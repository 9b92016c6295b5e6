//! Database migrations
//!
//! Migrations are embedded from the `migrations/` directory at build time.

use anyhow::{Context, Result};
use sqlx::{Row, SqlitePool};

/// Tables the application cannot run without
pub const REQUIRED_TABLES: &[&str] = &[
    "users",
    "individuals",
    "organizations",
    "venues",
    "venue_photos",
    "event_classes",
    "event_class_photos",
    "events",
    "event_registrations",
    "reservations",
    "suites",
    "suite_photos",
    "suite_operating_models",
    "suite_contracts",
    "chat_sessions",
    "chat_messages",
];

pub async fn run(pool: &SqlitePool) -> Result<()> {
    sqlx::migrate!("./migrations")
        .run(pool)
        .await
        .context("Failed to run database migrations")
}

/// Application tables currently present
pub async fn list_tables(pool: &SqlitePool) -> Result<Vec<String>> {
    let rows = sqlx::query(
        "SELECT name FROM sqlite_master WHERE type='table' AND name NOT LIKE 'sqlite_%' AND name NOT LIKE '_sqlx_%' ORDER BY name",
    )
    .fetch_all(pool)
    .await
    .context("Failed to query database tables")?;

    Ok(rows.iter().map(|row| row.get::<String, _>("name")).collect())
}

/// Required tables that do not exist
pub async fn missing_tables(pool: &SqlitePool) -> Result<Vec<&'static str>> {
    let existing = list_tables(pool).await?;
    Ok(REQUIRED_TABLES
        .iter()
        .filter(|&&table| !existing.iter().any(|t| t == table))
        .copied()
        .collect())
}
//! Host and database status report

use chrono::{DateTime, Utc};
use serde::{Deserialize, Serialize};

/// Placeholder reported for a metric that could not be read
pub const UNAVAILABLE: &str = "N/A";

/// A metric value, or `"N/A"` when collection failed
#[derive(Debug, Clone, PartialEq, Serialize, Deserialize)]
#[serde(untagged)]
pub enum Metric<T> {
    Value(T),
    Unavailable(String),
}

impl<T> Metric<T> {
    pub fn unavailable() -> Self {
        Metric::Unavailable(UNAVAILABLE.to_string())
    }

    pub fn is_available(&self) -> bool {
        matches!(self, Metric::Value(_))
    }
}

impl<T> From<Option<T>> for Metric<T> {
    fn from(value: Option<T>) -> Self {
        match value {
            Some(v) => Metric::Value(v),
            None => Metric::unavailable(),
        }
    }
}

#[derive(Debug, Clone, Serialize, Deserialize)]
pub struct SystemStatus {
    pub timestamp: DateTime<Utc>,
    pub hostname: Metric<String>,
    pub metrics: HostMetrics,
    pub database: DatabaseStats,
}

#[derive(Debug, Clone, Serialize, Deserialize)]
pub struct HostMetrics {
    pub cpu_percent: Metric<f32>,
    pub memory: Metric<MemoryUsage>,
    pub disk: Metric<DiskUsage>,
    pub load_average: Metric<LoadAverage>,
    pub uptime_seconds: Metric<u64>,
}

#[derive(Debug, Clone, PartialEq, Serialize, Deserialize)]
pub struct MemoryUsage {
    pub total: u64,
    pub available: u64,
    pub used: u64,
    pub percent: f64,
}

#[derive(Debug, Clone, PartialEq, Serialize, Deserialize)]
pub struct DiskUsage {
    pub mount_point: String,
    pub total: u64,
    pub free: u64,
    pub percent: f64,
}

#[derive(Debug, Clone, PartialEq, Serialize, Deserialize)]
pub struct LoadAverage {
    pub one: f64,
    pub five: f64,
    pub fifteen: f64,
}

#[derive(Debug, Clone, Serialize, Deserialize)]
pub struct DatabaseStats {
    pub responsive: bool,
    pub total_reservations: Metric<i64>,
    pub total_venues: Metric<i64>,
    pub total_suite_contracts: Metric<i64>,
    pub total_users: Metric<i64>,
    pub table_count: Metric<i64>,
}

/// Static platform description
#[derive(Debug, Clone, Serialize, Deserialize)]
pub struct PlatformInfo {
    pub os: Metric<String>,
    pub os_version: Metric<String>,
    pub kernel_version: Metric<String>,
    pub architecture: String,
    pub cpu_count: usize,
    pub hostname: Metric<String>,
    pub app_version: String,
}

################

## Assignment
Copy out every line in the listing where the word "that" appears.

## Response below
/// Required tables that do not exist
/// Placeholder reported for a metric that could not be read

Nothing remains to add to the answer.